A study published in Scientific Reports found that a specific gene called CBLL1 was less methylated in transgender men compared to cisgender women, and this difference correlated with cortical thickness, the physical structure of the brain’s outer layer. Brain imaging studies have consistently found that transgender individuals show cortical thickness patterns and white matter structure that don’t neatly match either cisgender men or cisgender women, sometimes falling in between or resembling their experienced gender rather than their sex assigned at birth. The CBLL1 finding hints that epigenetic changes could be one mechanism connecting genetic variation to these brain differences.
Why No Single “Gender Identity Gene” Exists
The research consistently points to gender dysphoria being influenced by many genes, each with a small effect, interacting with prenatal hormone levels and epigenetic modifications. This is similar to how height, personality traits, or susceptibility to depression works. No single gene variant is necessary or sufficient to produce gender dysphoria. Instead, a combination of genetic variants may create a predisposition that interacts with the hormonal environment during fetal brain development.
The genes identified so far all cluster around sex hormone signaling: how hormones are produced, how they’re metabolized, and how effectively receptors in the brain respond to them. This fits with the longstanding hypothesis that gender identity is shaped, at least in part, by prenatal hormone exposure during a critical period of brain development. Genetic variants that subtly alter this hormonal environment could shift the trajectory of brain sexual differentiation.
The Autism Connection
One of the more striking findings in recent years is the overlap between gender dysphoria and autism spectrum disorder.
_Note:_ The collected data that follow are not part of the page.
use std::thread;
use std::time::{
	Duration,
	Instant,
};

pub type Pin = u8;

pub fn reliable_sleep(mut duration: Duration) {
	loop {
		let now = Instant::now();
		thread::sleep(duration);
		let elapsed = now.elapsed();
		if elapsed >= duration {
			return;
		}
		duration -= elapsed;
	}
}

#[derive(Copy, Clone, PartialEq, Eq, PartialOrd, Ord, Hash, Debug)]
pub enum Level {
	Low,
	High,
}

impl Level {
	pub fn is_high(self) -> bool {
		self == Level::High
	}
}

impl From<bool> for Level {
	fn from(v: bool) -> Self {
		match v {
			false => Level::Low,
			true => Level::High,
		}
	}
}

#[derive(Copy, Clone, PartialEq, Eq, PartialOrd, Ord, Hash, Debug)]
pub enum PinMode {
	Input,
	Output,
}

#[derive(Copy, Clone, PartialEq, Eq, PartialOrd, Ord, Hash, Debug)]
pub enum BitOrder {
	MsbFirst,
	LsbFirst,
}

/// Pin level I/O and blocking delays of the microcontroller.
///
/// `shift_out` and the sleeps have default implementations: a bit-banged
/// shift (data valid before the rising clock edge) and real-time sleeping.
/// Boards with hardware shifting or a simulated clock override them.
pub trait Hardware {
	fn set_pin_mode(&mut self, pin: Pin, mode: PinMode);
	fn write_pin(&mut self, pin: Pin, level: Level);
	fn read_pin(&mut self, pin: Pin) -> Level;

	fn shift_out(&mut self, data_pin: Pin, clock_pin: Pin, order: BitOrder, value: u8) {
		for i in 0..8 {
			let bit = match order {
				BitOrder::MsbFirst => value & (0x80 >> i),
				BitOrder::LsbFirst => value & (0x01 << i),
			};
			self.write_pin(data_pin, Level::from(0 != bit));
			self.write_pin(clock_pin, Level::High);
			self.write_pin(clock_pin, Level::Low);
		}
	}

	fn sleep_millis(&mut self, ms: u32) {
		reliable_sleep(Duration::from_millis(ms.into()));
	}

	fn sleep_micros(&mut self, us: u32) {
		reliable_sleep(Duration::from_micros(us.into()));
	}
}

impl<'a, H: ?Sized + Hardware> Hardware for &'a mut H {
	fn set_pin_mode(&mut self, pin: Pin, mode: PinMode) {
		H::set_pin_mode(*self, pin, mode)
	}
	fn write_pin(&mut self, pin: Pin, level: Level) {
		H::write_pin(*self, pin, level)
	}
	fn read_pin(&mut self, pin: Pin) -> Level {
		H::read_pin(*self, pin)
	}
	fn shift_out(&mut self, data_pin: Pin, clock_pin: Pin, order: BitOrder, value: u8) {
		H::shift_out(*self, data_pin, clock_pin, order, value)
	}
	fn sleep_millis(&mut self, ms: u32) {
		H::sleep_millis(*self, ms)
	}
	fn sleep_micros(&mut self, us: u32) {
		H::sleep_micros(*self, us)
	}
}
// AT28C256: 32K x 8 parallel EEPROM, 64-byte pages
pub const MAX_ROM_SIZE: usize = 0x8000;
pub const PAGE_SIZE: usize = 64;
const PAGE_MASK: u16 = (PAGE_SIZE as u16) - 1;

// tWC: write cycle time is 10 ms max
pub const PAGE_WRITE_MILLIS: u32 = 10;
// tWP / tWPH: 100 ns / 50 ns min
pub const WRITE_PULSE_MICROS: u32 = 1;

pub type SdpStep = (u16, u8);

pub const SDP_ENABLE_SEQUENCE: [SdpStep; 3] = [
	(0x5555, 0xaa),
	(0x2aaa, 0x55),
	(0x5555, 0xa0),
];

pub const SDP_DISABLE_SEQUENCE: [SdpStep; 6] = [
	(0x5555, 0xaa),
	(0x2aaa, 0x55),
	(0x5555, 0x80),
	(0x5555, 0xaa),
	(0x2aaa, 0x55),
	(0x5555, 0x20),
];

pub fn is_page_start(address: u16) -> bool {
	0 == address & PAGE_MASK
}

/// whether a run of `len` bytes needs the trailing page-write wait
pub fn ends_on_page_boundary(len: usize) -> bool {
	0 == len & (PAGE_SIZE - 1)
}
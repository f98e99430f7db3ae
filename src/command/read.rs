use std::cmp::min;
use std::io;

use crate::programmer::{
	MAX_ROM_SIZE,
	Rom,
};

use super::{
	CommandError,
	Session,
	parse_address,
	parse_number,
};

pub const ROW_SIZE: usize = 16;
// without a count, read up to the next block boundary
const DEFAULT_BLOCK: usize = 256;

/// `r [address] [count]`
pub fn read<R>(
	rom: &mut R,
	session: &mut Session,
	args: &[&str],
	out: &mut dyn io::Write,
) -> crate::AResult<()>
where
	R: Rom + ?Sized,
{
	if args.len() > 2 {
		return Err(CommandError::InvalidArgument.into());
	}
	let address = match args.get(0) {
		Some(token) => parse_address(token)?,
		None => session.current_address(),
	};
	let count = match args.get(1) {
		Some(token) => parse_number(token)? as usize,
		None => DEFAULT_BLOCK - (address as usize % DEFAULT_BLOCK),
	};
	let count = min(count, MAX_ROM_SIZE - address as usize);

	let mut data = vec![0u8; count];
	rom.read(address, &mut data);
	write_hex_dump(out, address, &data)?;

	session.set_address(address);
	session.advance(count);
	Ok(())
}

/// Rows start at `ROW_SIZE` aligned addresses; columns before `address` in
/// the first row are shown as `..`.
pub fn write_hex_dump(out: &mut dyn io::Write, address: u16, data: &[u8]) -> io::Result<()> {
	for (offset, byte) in data.iter().enumerate() {
		let addr = address as usize + offset;
		let column = addr % ROW_SIZE;
		if 0 == offset || 0 == column {
			write!(out, "{:04X}: ", addr - column)?;
			if 0 == offset {
				for _ in 0..column {
					write!(out, ".. ")?;
				}
			}
		}
		write!(out, "{:02X} ", byte)?;
		if ROW_SIZE - 1 == column || data.len() - 1 == offset {
			writeln!(out)?;
		}
	}
	Ok(())
}

#[cfg(test)]
mod tests {
	use super::*;

	fn dump(address: u16, data: &[u8]) -> String {
		let mut out = Vec::new();
		write_hex_dump(&mut out, address, data).unwrap();
		String::from_utf8(out).unwrap()
	}

	#[test]
	fn aligned_rows() {
		let data: Vec<u8> = (0..18).collect();
		assert_eq!(dump(0x20, &data),
			"0020: 00 01 02 03 04 05 06 07 08 09 0A 0B 0C 0D 0E 0F \n\
			 0030: 10 11 \n");
	}

	#[test]
	fn unaligned_start() {
		assert_eq!(dump(0x13, &[0xaa, 0xbb, 0xcc]), "0010: .. .. .. AA BB CC \n");
		assert_eq!(dump(0x0e, &[1, 2, 3, 4]),
			"0000: .. .. .. .. .. .. .. .. .. .. .. .. .. .. 01 02 \n\
			 0010: 03 04 \n");
	}

	#[test]
	fn nothing_to_dump() {
		assert_eq!(dump(0x10, &[]), "");
	}
}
A meta-analysis pooling data from 25 studies and over 8,600 people with gender dysphoria found that 11% also had an autism diagnosis. That’s roughly 11 times the prevalence of autism in the general population. People with gender dysphoria also scored moderately higher on measures of autistic traits compared to the general population, even when they didn’t meet diagnostic criteria for autism.
The reasons for this overlap aren’t fully understood, but one possibility is shared genetic architecture. Both conditions involve differences in brain development, and some of the same biological pathways, particularly those involving sex hormones and their effects on the developing brain, have been implicated in both. This doesn’t mean gender dysphoria is a form of autism or vice versa, but it suggests that some of the same genetic and prenatal factors may contribute to both.
What the Evidence Adds Up To
Gender dysphoria is partially heritable, with genetics accounting for a meaningful but incomplete share of who develops it. The best evidence points to dozens or possibly hundreds of genetic variants, mostly in hormone-related genes, each nudging the probability slightly. These genetic influences likely operate through their effects on prenatal brain development, modulated by epigenetic processes that determine how actively those genes function during critical developmental windows. No genetic test can predict or diagnose gender dysphoria, and the trait clearly involves substantial non-genetic influences that researchers are still working to identify.